» WHAT YOU SHOULD DO: What is needed is a word-for-word restatement of all the entries.

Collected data
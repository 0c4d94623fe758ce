//! Structured JSON-line logging used by the registry.
//!
//! A [`Logger`] is a cheap handle over a shared [`LogSink`]. Events carry a
//! millisecond timestamp, a level, a dotted target and free-form JSON fields.

use serde::Serialize;
use serde_json::{Map, Value};
use std::fs::{File, OpenOptions};
use std::io::{BufWriter, Write};
use std::path::{Path, PathBuf};
use std::sync::{Arc, Mutex};
use std::time::{SystemTime, UNIX_EPOCH};

use thiserror::Error;

pub type LogFields = Map<String, Value>;

#[derive(Debug, Clone, Copy, PartialEq, Eq, PartialOrd, Ord, Serialize)]
#[serde(rename_all = "lowercase")]
pub enum LogLevel {
    Trace,
    Debug,
    Info,
    Warn,
    Error,
}

#[derive(Debug, Clone, Serialize)]
pub struct LogEvent {
    pub ts_ms: u128,
    pub level: LogLevel,
    pub target: String,
    pub message: String,
    #[serde(skip_serializing_if = "LogFields::is_empty", default)]
    pub fields: LogFields,
}

impl LogEvent {
    pub fn new(level: LogLevel, target: impl Into<String>, message: impl Into<String>) -> Self {
        Self {
            ts_ms: now_ms(),
            level,
            target: target.into(),
            message: message.into(),
            fields: LogFields::new(),
        }
    }

    pub fn with_fields(
        level: LogLevel,
        target: impl Into<String>,
        message: impl Into<String>,
        fields: LogFields,
    ) -> Self {
        Self {
            fields,
            ..Self::new(level, target, message)
        }
    }

    pub fn field(&self, key: &str) -> Option<&Value> {
        self.fields.get(key)
    }
}

fn now_ms() -> u128 {
    SystemTime::now()
        .duration_since(UNIX_EPOCH)
        .map(|d| d.as_millis())
        .unwrap_or(0)
}

pub type LoggingResult<T> = std::result::Result<T, LoggingError>;

#[derive(Debug, Error)]
pub enum LoggingError {
    #[error("I/O error: {0}")]
    Io(#[from] std::io::Error),
    #[error("serialization error: {0}")]
    Serde(#[from] serde_json::Error),
    #[error("log sink poisoned")]
    Poisoned,
}

pub trait LogSink: Send + Sync {
    fn log(&self, event: &LogEvent) -> LoggingResult<()>;
}

#[derive(Clone)]
pub struct Logger {
    sink: Arc<dyn LogSink>,
    min_level: LogLevel,
}

impl Logger {
    pub fn new<S>(sink: S) -> Self
    where
        S: LogSink + 'static,
    {
        Self::from_arc(Arc::new(sink))
    }

    pub fn from_arc(sink: Arc<dyn LogSink>) -> Self {
        Self {
            sink,
            min_level: LogLevel::Trace,
        }
    }

    /// Drop events below `level` before they reach the sink.
    pub fn with_min_level(mut self, level: LogLevel) -> Self {
        self.min_level = level;
        self
    }

    pub fn enabled(&self, level: LogLevel) -> bool {
        level >= self.min_level
    }

    pub fn log(&self, level: LogLevel, target: &str, message: &str) -> LoggingResult<()> {
        self.log_event(LogEvent::new(level, target, message))
    }

    pub fn log_with_fields(
        &self,
        level: LogLevel,
        target: &str,
        message: &str,
        fields: LogFields,
    ) -> LoggingResult<()> {
        self.log_event(LogEvent::with_fields(level, target, message, fields))
    }

    pub fn log_event(&self, event: LogEvent) -> LoggingResult<()> {
        if !self.enabled(event.level) {
            return Ok(());
        }
        self.sink.log(&event)
    }
}

/// Appends one JSON object per line. When `max_bytes` is non-zero the file is
/// truncated before a write would push it past the limit.
pub struct FileSink {
    path: PathBuf,
    max_bytes: u64,
    writer: Mutex<BufWriter<File>>,
}

impl FileSink {
    pub fn new(path: impl AsRef<Path>, max_bytes: u64) -> LoggingResult<Self> {
        let path = path.as_ref().to_path_buf();
        let file = OpenOptions::new().create(true).append(true).open(&path)?;
        Ok(Self {
            path,
            max_bytes,
            writer: Mutex::new(BufWriter::new(file)),
        })
    }

    pub fn path(&self) -> &Path {
        &self.path
    }

    fn write_line(&self, line: &str) -> LoggingResult<()> {
        let mut guard = self.writer.lock().map_err(|_| LoggingError::Poisoned)?;
        let incoming = line.len() as u64 + 1;

        if self.max_bytes > 0 && guard.get_ref().metadata()?.len() + incoming > self.max_bytes {
            guard.flush()?;
            let file = OpenOptions::new()
                .write(true)
                .create(true)
                .truncate(true)
                .open(&self.path)?;
            *guard = BufWriter::new(file);
        }

        writeln!(guard, "{line}")?;
        guard.flush()?;
        Ok(())
    }
}

impl LogSink for FileSink {
    fn log(&self, event: &LogEvent) -> LoggingResult<()> {
        let line = serde_json::to_string(event)?;
        self.write_line(&line)
    }
}

/// Keeps events in memory so hosts can inspect or forward them later.
#[derive(Default)]
pub struct MemorySink {
    events: Mutex<Vec<LogEvent>>,
}

impl MemorySink {
    pub fn new() -> Self {
        Self::default()
    }

    pub fn events(&self) -> Vec<LogEvent> {
        self.events
            .lock()
            .map(|guard| guard.clone())
            .unwrap_or_default()
    }

    pub fn messages(&self) -> Vec<String> {
        self.events()
            .into_iter()
            .map(|event| event.message)
            .collect()
    }

    pub fn clear(&self) {
        if let Ok(mut guard) = self.events.lock() {
            guard.clear();
        }
    }
}

impl LogSink for MemorySink {
    fn log(&self, event: &LogEvent) -> LoggingResult<()> {
        let mut guard = self.events.lock().map_err(|_| LoggingError::Poisoned)?;
        guard.push(event.clone());
        Ok(())
    }
}

pub fn event_with_fields(
    level: LogLevel,
    target: &str,
    message: &str,
    fields: impl IntoIterator<Item = (String, Value)>,
) -> LogEvent {
    let map: LogFields = fields.into_iter().collect();
    LogEvent::with_fields(level, target, message, map)
}

pub fn json_kv(key: &str, value: impl Into<Value>) -> (String, Value) {
    (key.to_string(), value.into())
}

» RESPONSE:
repository 0c4d94623fe758ce
//! Structured JSON-line logging used by the registry.
//!
//! A [`Logger`] is a cheap handle over a shared [`LogSink`]. Events carry a
//! millisecond timestamp, a level, a dotted target and free-form JSON fields.

use serde::Serialize;
use serde_json::{Map, Value};
use std::fs::{File, OpenOptions};
use std::io::{BufWriter, Write};
use std::path::{Path, PathBuf};
use std::sync::{Arc, Mutex};
use std::time::{SystemTime, UNIX_EPOCH};

use thiserror::Error;

pub type LogFields = Map<String, Value>;

#[derive(Debug, Clone, Copy, PartialEq, Eq, PartialOrd, Ord, Serialize)]
#[serde(rename_all = "lowercase")]
pub enum LogLevel {
    Trace,
    Debug,
    Info,
    Warn,
    Error,
}

#[derive(Debug, Clone, Serialize)]
pub struct LogEvent {
    pub ts_ms: u128,
    pub level: LogLevel,
    pub target: String,
    pub message: String,
    #[serde(skip_serializing_if = "LogFields::is_empty", default)]
    pub fields: LogFields,
}

impl LogEvent {
    pub fn new(level: LogLevel, target: impl Into<String>, message: impl Into<String>) -> Self {
        Self {
            ts_ms: now_ms(),
            level,
            target: target.into(),
            message: message.into(),
            fields: LogFields::new(),
        }
    }

    pub fn with_fields(
        level: LogLevel,
        target: impl Into<String>,
        message: impl Into<String>,
        fields: LogFields,
    ) -> Self {
        Self {
            fields,
            ..Self::new(level, target, message)
        }
    }

    pub fn field(&self, key: &str) -> Option<&Value> {
        self.fields.get(key)
    }
}

fn now_ms() -> u128 {
    SystemTime::now()
        .duration_since(UNIX_EPOCH)
        .map(|d| d.as_millis())
        .unwrap_or(0)
}

pub type LoggingResult<T> = std::result::Result<T, LoggingError>;

#[derive(Debug, Error)]
pub enum LoggingError {
    #[error("I/O error: {0}")]
    Io(#[from] std::io::Error),
    #[error("serialization error: {0}")]
    Serde(#[from] serde_json::Error),
    #[error("log sink poisoned")]
    Poisoned,
}

pub trait LogSink: Send + Sync {
    fn log(&self, event: &LogEvent) -> LoggingResult<()>;
}

#[derive(Clone)]
pub struct Logger {
    sink: Arc<dyn LogSink>,
    min_level: LogLevel,
}

impl Logger {
    pub fn new<S>(sink: S) -> Self
    where
        S: LogSink + 'static,
    {
        Self::from_arc(Arc::new(sink))
    }

    pub fn from_arc(sink: Arc<dyn LogSink>) -> Self {
        Self {
            sink,
            min_level: LogLevel::Trace,
        }
    }

    /// Drop events below `level` before they reach the sink.
    pub fn with_min_level(mut self, level: LogLevel) -> Self {
        self.min_level = level;
        self
    }

    pub fn enabled(&self, level: LogLevel) -> bool {
        level >= self.min_level
    }

    pub fn log(&self, level: LogLevel, target: &str, message: &str) -> LoggingResult<()> {
        self.log_event(LogEvent::new(level, target, message))
    }

    pub fn log_with_fields(
        &self,
        level: LogLevel,
        target: &str,
        message: &str,
        fields: LogFields,
    ) -> LoggingResult<()> {
        self.log_event(LogEvent::with_fields(level, target, message, fields))
    }

    pub fn log_event(&self, event: LogEvent) -> LoggingResult<()> {
        if !self.enabled(event.level) {
            return Ok(());
        }
        self.sink.log(&event)
    }
}

/// Appends one JSON object per line. When `max_bytes` is non-zero the file is
/// truncated before a write would push it past the limit.
pub struct FileSink {
    path: PathBuf,
    max_bytes: u64,
    writer: Mutex<BufWriter<File>>,
}

impl FileSink {
    pub fn new(path: impl AsRef<Path>, max_bytes: u64) -> LoggingResult<Self> {
        let path = path.as_ref().to_path_buf();
        let file = OpenOptions::new().create(true).append(true).open(&path)?;
        Ok(Self {
            path,
            max_bytes,
            writer: Mutex::new(BufWriter::new(file)),
        })
    }

    pub fn path(&self) -> &Path {
        &self.path
    }

    fn write_line(&self, line: &str) -> LoggingResult<()> {
        let mut guard = self.writer.lock().map_err(|_| LoggingError::Poisoned)?;
        let incoming = line.len() as u64 + 1;

        if self.max_bytes > 0 && guard.get_ref().metadata()?.len() + incoming > self.max_bytes {
            guard.flush()?;
            let file = OpenOptions::new()
                .write(true)
                .create(true)
                .truncate(true)
                .open(&self.path)?;
            *guard = BufWriter::new(file);
        }

        writeln!(guard, "{line}")?;
        guard.flush()?;
        Ok(())
    }
}

impl LogSink for FileSink {
    fn log(&self, event: &LogEvent) -> LoggingResult<()> {
        let line = serde_json::to_string(event)?;
        self.write_line(&line)
    }
}

/// Keeps events in memory so hosts can inspect or forward them later.
#[derive(Default)]
pub struct MemorySink {
    events: Mutex<Vec<LogEvent>>,
}

impl MemorySink {
    pub fn new() -> Self {
        Self::default()
    }

    pub fn events(&self) -> Vec<LogEvent> {
        self.events
            .lock()
            .map(|guard| guard.clone())
            .unwrap_or_default()
    }

    pub fn messages(&self) -> Vec<String> {
        self.events()
            .into_iter()
            .map(|event| event.message)
            .collect()
    }

    pub fn clear(&self) {
        if let Ok(mut guard) = self.events.lock() {
            guard.clear();
        }
    }
}

impl LogSink for MemorySink {
    fn log(&self, event: &LogEvent) -> LoggingResult<()> {
        let mut guard = self.events.lock().map_err(|_| LoggingError::Poisoned)?;
        guard.push(event.clone());
        Ok(())
    }
}

pub fn event_with_fields(
    level: LogLevel,
    target: &str,
    message: &str,
    fields: impl IntoIterator<Item = (String, Value)>,
) -> LogEvent {
    let map: LogFields = fields.into_iter().collect();
    LogEvent::with_fields(level, target, message, map)
}

pub fn json_kv(key: &str, value: impl Into<Value>) -> (String, Value) {
    (key.to_string(), value.into())
}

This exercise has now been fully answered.